Prompt
From the entries provided below, copy each line that contains the word "valid".

Available data
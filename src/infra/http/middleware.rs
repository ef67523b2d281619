use std::time::Instant;

use axum::{body::Body, http::Request, middleware::Next, response::Response};
use tracing::{debug, error, warn};
use uuid::Uuid;

use crate::application::{error::ErrorReport, negotiation::OutputMode};

#[derive(Clone)]
pub struct RequestContext {
    pub request_id: String,
}

/// Representation a handler chose for its response.
#[derive(Debug, Clone, Copy, PartialEq, Eq)]
pub enum ServedOutput {
    Markdown(OutputMode),
    Rss,
    Html,
}

impl ServedOutput {
    pub fn as_str(self) -> &'static str {
        match self {
            ServedOutput::Markdown(OutputMode::Resource) => "markdown_resource",
            ServedOutput::Markdown(OutputMode::CommentFeed) => "markdown_comment_feed",
            ServedOutput::Markdown(OutputMode::AggregateFeed) => "markdown_feed",
            ServedOutput::Rss => "rss",
            ServedOutput::Html => "html",
        }
    }
}

pub async fn set_request_context(mut request: Request<Body>, next: Next) -> Response {
    let ctx = RequestContext {
        request_id: Uuid::new_v4().to_string(),
    };
    request.extensions_mut().insert(ctx.clone());

    let mut response = next.run(request).await;
    response.extensions_mut().insert(ctx);
    response
}

/// Logs the served representation of every response; failures at warn or error.
pub async fn log_responses(request: Request<Body>, next: Next) -> Response {
    let method = request.method().clone();
    let uri = request.uri().clone();
    let accept = request
        .headers()
        .get(axum::http::header::ACCEPT)
        .and_then(|value| value.to_str().ok())
        .unwrap_or("")
        .to_string();
    let start = Instant::now();

    let request_id = request
        .extensions()
        .get::<RequestContext>()
        .map(|ctx| ctx.request_id.clone())
        .unwrap_or_default();

    let mut response = next.run(request).await;
    let status = response.status();
    let elapsed_ms = start.elapsed().as_millis();
    let output = response
        .extensions()
        .get::<ServedOutput>()
        .map_or("none", |served| served.as_str());

    if !(status.is_client_error() || status.is_server_error()) {
        debug!(
            target = "postdown::http::response",
            status = status.as_u16(),
            path = %uri.path(),
            output,
            accept = %accept,
            elapsed_ms,
            request_id = request_id,
            "request served",
        );
        return response;
    }

    let report = response.extensions_mut().remove::<ErrorReport>();
    let (source, messages) = match report {
        Some(report) => (report.source, report.messages),
        None => ("unknown", Vec::new()),
    };
    let detail = messages
        .first()
        .cloned()
        .unwrap_or_else(|| "no diagnostic available".to_string());

    if status.is_server_error() {
        error!(
            target = "postdown::http::response",
            status = status.as_u16(),
            method = %method,
            path = %uri.path(),
            query = uri.query().unwrap_or(""),
            accept = %accept,
            elapsed_ms,
            source,
            detail = %detail,
            chain = ?messages,
            request_id = request_id,
            "render failed",
        );
    } else {
        warn!(
            target = "postdown::http::response",
            status = status.as_u16(),
            method = %method,
            path = %uri.path(),
            query = uri.query().unwrap_or(""),
            accept = %accept,
            elapsed_ms,
            source,
            detail = %detail,
            request_id = request_id,
            "client request error",
        );
    }

    response
}

#[cfg(test)]
mod tests {
    use super::*;

    #[test]
    fn served_output_labels_name_the_document() {
        assert_eq!(
            ServedOutput::Markdown(OutputMode::CommentFeed).as_str(),
            "markdown_comment_feed"
        );
        assert_eq!(ServedOutput::Markdown(OutputMode::AggregateFeed).as_str(), "markdown_feed");
        assert_eq!(ServedOutput::Rss.as_str(), "rss");
    }
}
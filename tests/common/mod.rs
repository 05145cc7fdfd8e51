use axum_test::TestServer;
use chrono::NaiveDate;
use pet_registry::{AppState, dtos::PetDTO};
use sqlx::SqlitePool;
use std::sync::Arc;

/// Builds an AppState for the tests
///
/// # Arguments
/// * `pool` - Connection pool handed over by `#[sqlx::test]`, already migrated
pub fn create_test_state(pool: SqlitePool) -> Arc<AppState> {
    Arc::new(AppState::new(pool))
}

/// Builds a TestServer around the application router
#[allow(dead_code)]
pub fn create_test_server(state: Arc<AppState>) -> TestServer {
    let app = pet_registry::create_router(state);
    TestServer::new(app).expect("Failed to create test server")
}

#[allow(dead_code)]
pub fn date(y: i32, m: u32, d: u32) -> NaiveDate {
    NaiveDate::from_ymd_opt(y, m, d).expect("valid date")
}

/// A valid pet with only the required fields set
#[allow(dead_code)]
pub fn pet(name: &str, pet_type: &str, birth_date: NaiveDate) -> PetDTO {
    PetDTO {
        name: Some(name.to_string()),
        pet_type: Some(pet_type.to_string()),
        birth_date: Some(birth_date),
        ..Default::default()
    }
}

Response to the exercise
    NaiveDate::from_ymd_opt(y, m, d).expect("valid date")
/// A valid pet with only the required fields set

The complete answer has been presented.